・ 老境の孤独を39歳のベイルマンが描いた傑作。
イングマール・ベイルマンといえば彼を崇拝する映画人も多いスウェーデンの巨匠だが、難解な哲学的な作品で敬遠する人も多い。
筆者もその一人だが、本作は老医師の一日を通して、老いや死、家族などをテーマに夢や追想を交えながら比較的分かりやすいストーリー。
名誉博士号授賞式に出席するため車でストックホルムから出発した医師イーサクが同行した人々との触れ合いから過去の辛辣な出来事や青春時代の失恋や両親との思い出を追想していくロードムービー仕立てで<映像の魔術師>と言われる所以も堪能できる。
医師イーサクを演じたのは78歳の大御所ヴィクトル・シェストレムでこれが彼の遺作となった。
何より驚かされたのはベイルマンが39歳という年齢。普通この年齢で老境での不安・追憶を映画化しようとは思わない。
それを映像化して、そこから救いの光を見出すような鮮やかな結末を余情たっぷりに描いて魅せる力量はただものではない。
筆者も最近若い頃の思い出を夢で回想することが間々にあるが、失敗したことへの自責の念や苦い思い出のほうが断然多いのに気付かされる。
イーサクも初恋の人サーラ(ビビ・アンデショーン)との思い出は弟に奪われるという悲惨なもの。途中同乗してきたヒッチハイクの若者男二人に女ひとりで彼女がサーラとダブって見える。

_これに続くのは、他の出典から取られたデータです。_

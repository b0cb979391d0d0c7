//! Startup helpers for the mock API server and the chat client.

use std::process::ExitCode;
use std::sync::Arc;

use crate::config::AppConfig;
use crate::server::{self, AppState};

/// Install the global `tracing` subscriber.
///
/// Honors `RUST_LOG`, defaulting to `info`. Safe to call more than once.
pub fn init_tracing() {
    let _ = tracing_subscriber::fmt()
        .with_env_filter(
            tracing_subscriber::EnvFilter::from_default_env()
                .add_directive(tracing::Level::INFO.into()),
        )
        .try_init();
}

/// Run the server (used by the `socratic-server` binary).
///
/// # Returns
/// `ExitCode::SUCCESS` on graceful shutdown, `1` on failure.
#[must_use]
pub fn run() -> ExitCode {
    init_tracing();

    tracing::info!("Starting Socratic mentor API v{}", env!("CARGO_PKG_VERSION"));

    let config = match AppConfig::from_env() {
        Ok(config) => config,
        Err(e) => {
            tracing::error!("Invalid configuration: {e}");
            return ExitCode::from(1);
        }
    };
    if let Some(dir) = &config.server.static_dir {
        tracing::info!("Serving static files from {}", dir.display());
    }

    let state = Arc::new(AppState::new());

    let rt = match tokio::runtime::Runtime::new() {
        Ok(rt) => rt,
        Err(e) => {
            tracing::error!("Failed to create runtime: {e}");
            return ExitCode::from(1);
        }
    };

    if let Err(e) = rt.block_on(server::run_server_with_shutdown(
        state,
        &config.server,
        shutdown_signal(),
    )) {
        tracing::error!("Server error: {e}");
        return ExitCode::from(1);
    }

    tracing::info!("Server stopped");
    ExitCode::SUCCESS
}

/// Resolve on Ctrl+C.
pub async fn shutdown_signal() {
    if let Err(e) = tokio::signal::ctrl_c().await {
        tracing::warn!("Ctrl+C handler failed: {e}");
        std::future::pending::<()>().await;
    }
    tracing::info!("Shutdown requested");
}
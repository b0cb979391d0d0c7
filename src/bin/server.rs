//! Mock API server binary.
//! Run with: cargo run --bin socratic-server

use std::process::ExitCode;

use socratic_mentor::start_socratic_mentor;

fn main() -> ExitCode {
    start_socratic_mentor::run()
}
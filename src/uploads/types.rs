//! Upload records and their lifecycle.

use serde::{Deserialize, Serialize};
use thiserror::Error;

use crate::api::FileDescriptor;

/// Where an upload is in its (simulated) pipeline.
///
/// Variants are ordered; an item only ever moves forward.
#[derive(Clone, Copy, Debug, PartialEq, Eq, PartialOrd, Ord, Hash, Serialize, Deserialize)]
pub enum UploadStatus {
    /// Selected, not yet sent.
    Queued,
    /// Accepted by the server, awaiting processing.
    Processing,
    /// Usable as course material.
    Ready,
}

/// A selected file tracked by the materials board.
#[derive(Clone, Debug, PartialEq, Eq, Serialize, Deserialize)]
pub struct UploadItem {
    /// Local identifier.
    pub id: String,
    /// File name.
    pub name: String,
    /// Size in bytes.
    pub size: u64,
    /// Lifecycle stage.
    pub status: UploadStatus,
}

impl UploadItem {
    /// New queued item for a selected file.
    #[must_use]
    pub fn queued(file: FileDescriptor) -> Self {
        Self {
            id: uuid::Uuid::new_v4().to_string(),
            name: file.name,
            size: file.size,
            status: UploadStatus::Queued,
        }
    }

    /// Move to `next` if that is a forward step. Returns whether it moved.
    pub fn advance_to(&mut self, next: UploadStatus) -> bool {
        if next > self.status {
            self.status = next;
            true
        } else {
            false
        }
    }

    /// Size rounded to whole kilobytes, as shown in listings.
    #[must_use]
    pub fn size_kb(&self) -> u64 {
        self.size / 1024 + u64::from(self.size % 1024 >= 512)
    }

    /// Descriptor sent to the upload endpoint.
    #[must_use]
    pub fn descriptor(&self) -> FileDescriptor {
        FileDescriptor::new(self.name.clone(), self.size)
    }
}

/// Reasons an upload action is refused.
#[derive(Clone, Debug, Error, PartialEq, Eq)]
pub enum UploadError {
    /// None of the selected files has an accepted extension.
    #[error("no supported files; accepted: {0}")]
    NoSupportedFiles(String),
    /// There is nothing queued to send.
    #[error("no files queued for upload")]
    NothingQueued,
    /// An upload is already in flight.
    #[error("an upload is already in progress")]
    Busy,
}
//! Application state shared across all request handlers.

use std::collections::BTreeSet;
use std::sync::atomic::{AtomicU64, Ordering};

use chrono::{NaiveDate, Utc};
use dashmap::{DashMap, DashSet};

use crate::api::{Analytics, Session, Streak};
use crate::chat::{ChatMessage, MessageId, Role};

/// Longest title derived from a first message.
const TITLE_CHARS: usize = 60;

/// One session and its transcript.
#[derive(Clone, Debug)]
pub struct SessionRecord {
    /// Public metadata.
    pub session: Session,
    /// Messages in insertion order.
    pub messages: Vec<ChatMessage>,
}

/// Ids assigned to one stored exchange.
#[derive(Clone, Debug)]
pub struct StoredExchange {
    /// Id of the user message.
    pub user_id: MessageId,
    /// The assistant message as stored.
    pub reply: ChatMessage,
}

/// Shared application state. Lives only as long as the process.
#[derive(Debug, Default)]
pub struct AppState {
    sessions: DashMap<String, SessionRecord>,
    questions: AtomicU64,
    insights: AtomicU64,
    active_days: DashSet<NaiveDate>,
}

impl AppState {
    /// Create an empty state.
    #[must_use]
    pub fn new() -> Self {
        Self::default()
    }

    /// Register a new, empty session.
    pub fn create_session(&self) -> Session {
        let session = Session {
            id: uuid::Uuid::new_v4().to_string(),
            title: String::new(),
            updated_at: Utc::now(),
        };
        self.sessions.insert(
            session.id.clone(),
            SessionRecord {
                session: session.clone(),
                messages: Vec::new(),
            },
        );
        session
    }

    /// Sessions ordered by most recent activity.
    #[must_use]
    pub fn list_sessions(&self) -> Vec<Session> {
        let mut sessions: Vec<Session> = self
            .sessions
            .iter()
            .map(|entry| entry.session.clone())
            .collect();
        sessions.sort_by(|a, b| b.updated_at.cmp(&a.updated_at));
        sessions
    }

    /// Transcript of a session, if it exists.
    #[must_use]
    pub fn session_messages(&self, id: &str) -> Option<Vec<ChatMessage>> {
        self.sessions.get(id).map(|record| record.messages.clone())
    }

    /// Store a user message, its attachment note and the reply.
    ///
    /// Returns `None` if the session does not exist.
    pub fn record_exchange(
        &self,
        id: &str,
        content: &str,
        files: &[String],
        reply: String,
    ) -> Option<StoredExchange> {
        let mut record = self.sessions.get_mut(id)?;

        if !files.is_empty() {
            record.messages.push(ChatMessage::new(
                MessageId::from_server(uuid::Uuid::new_v4().to_string()),
                Role::System,
                format!("Attached {} file(s): {}", files.len(), files.join(", ")),
            ));
        }

        let user_id = MessageId::from_server(uuid::Uuid::new_v4().to_string());
        record
            .messages
            .push(ChatMessage::new(user_id.clone(), Role::User, content));

        let reply = ChatMessage::new(
            MessageId::from_server(uuid::Uuid::new_v4().to_string()),
            Role::Assistant,
            reply,
        );
        record.messages.push(reply.clone());

        if record.session.title.is_empty() {
            record.session.title = content.chars().take(TITLE_CHARS).collect();
        }
        record.session.updated_at = reply.created_at;
        self.active_days.insert(reply.created_at.date_naive());

        self.questions.fetch_add(1, Ordering::Relaxed);
        self.insights.fetch_add(1, Ordering::Relaxed);

        Some(StoredExchange { user_id, reply })
    }

    /// Count a question asked through the stateless chat endpoint.
    pub fn record_question(&self) {
        self.questions.fetch_add(1, Ordering::Relaxed);
    }

    /// Study streak as of today (UTC).
    #[must_use]
    pub fn streak(&self) -> Streak {
        let days: BTreeSet<NaiveDate> = self.active_days.iter().map(|day| *day).collect();
        streak_on(&days, Utc::now().date_naive())
    }

    /// Current counters.
    #[must_use]
    pub fn analytics(&self) -> Analytics {
        Analytics {
            sessions: self.sessions.len() as u64,
            questions: self.questions.load(Ordering::Relaxed),
            insights: self.insights.load(Ordering::Relaxed),
        }
    }
}

/// Streak over the days with session activity, seen from `today`.
///
/// The current run stays alive through `today` if the last active day was
/// yesterday.
#[must_use]
pub fn streak_on(days: &BTreeSet<NaiveDate>, today: NaiveDate) -> Streak {
    let mut best = 0_u32;
    let mut run = 0_u32;
    let mut last: Option<NaiveDate> = None;

    for &day in days {
        run = match last {
            Some(prev) if prev.succ_opt() == Some(day) => run.saturating_add(1),
            _ => 1,
        };
        best = best.max(run);
        last = Some(day);
    }

    let current = match last {
        Some(day) if day == today || day.succ_opt() == Some(today) => run,
        _ => 0,
    };
    Streak { current, best }
}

事故で途中乗せたアルマン夫婦は諍いばかりで過去の自分を見るよう。妻の浮気も見過ごし研究に没頭してきたイーサクには年老いた母の孤独や息子夫婦のことも関心事から遠ざける意識があった。
昨夜見た死に対する悪夢から今夜サーラが夢で言った「私はあなたが好きよ。今日も明日もずっと・・・。」まで、様々な夢と現実が交錯しながら希望の光を見出そうとするイーサク。
長年仕えてきた家政婦アグダとの関係も少し変化の兆しが・・・。
ベイルマンの人間観察に温かさを感じる作品だった。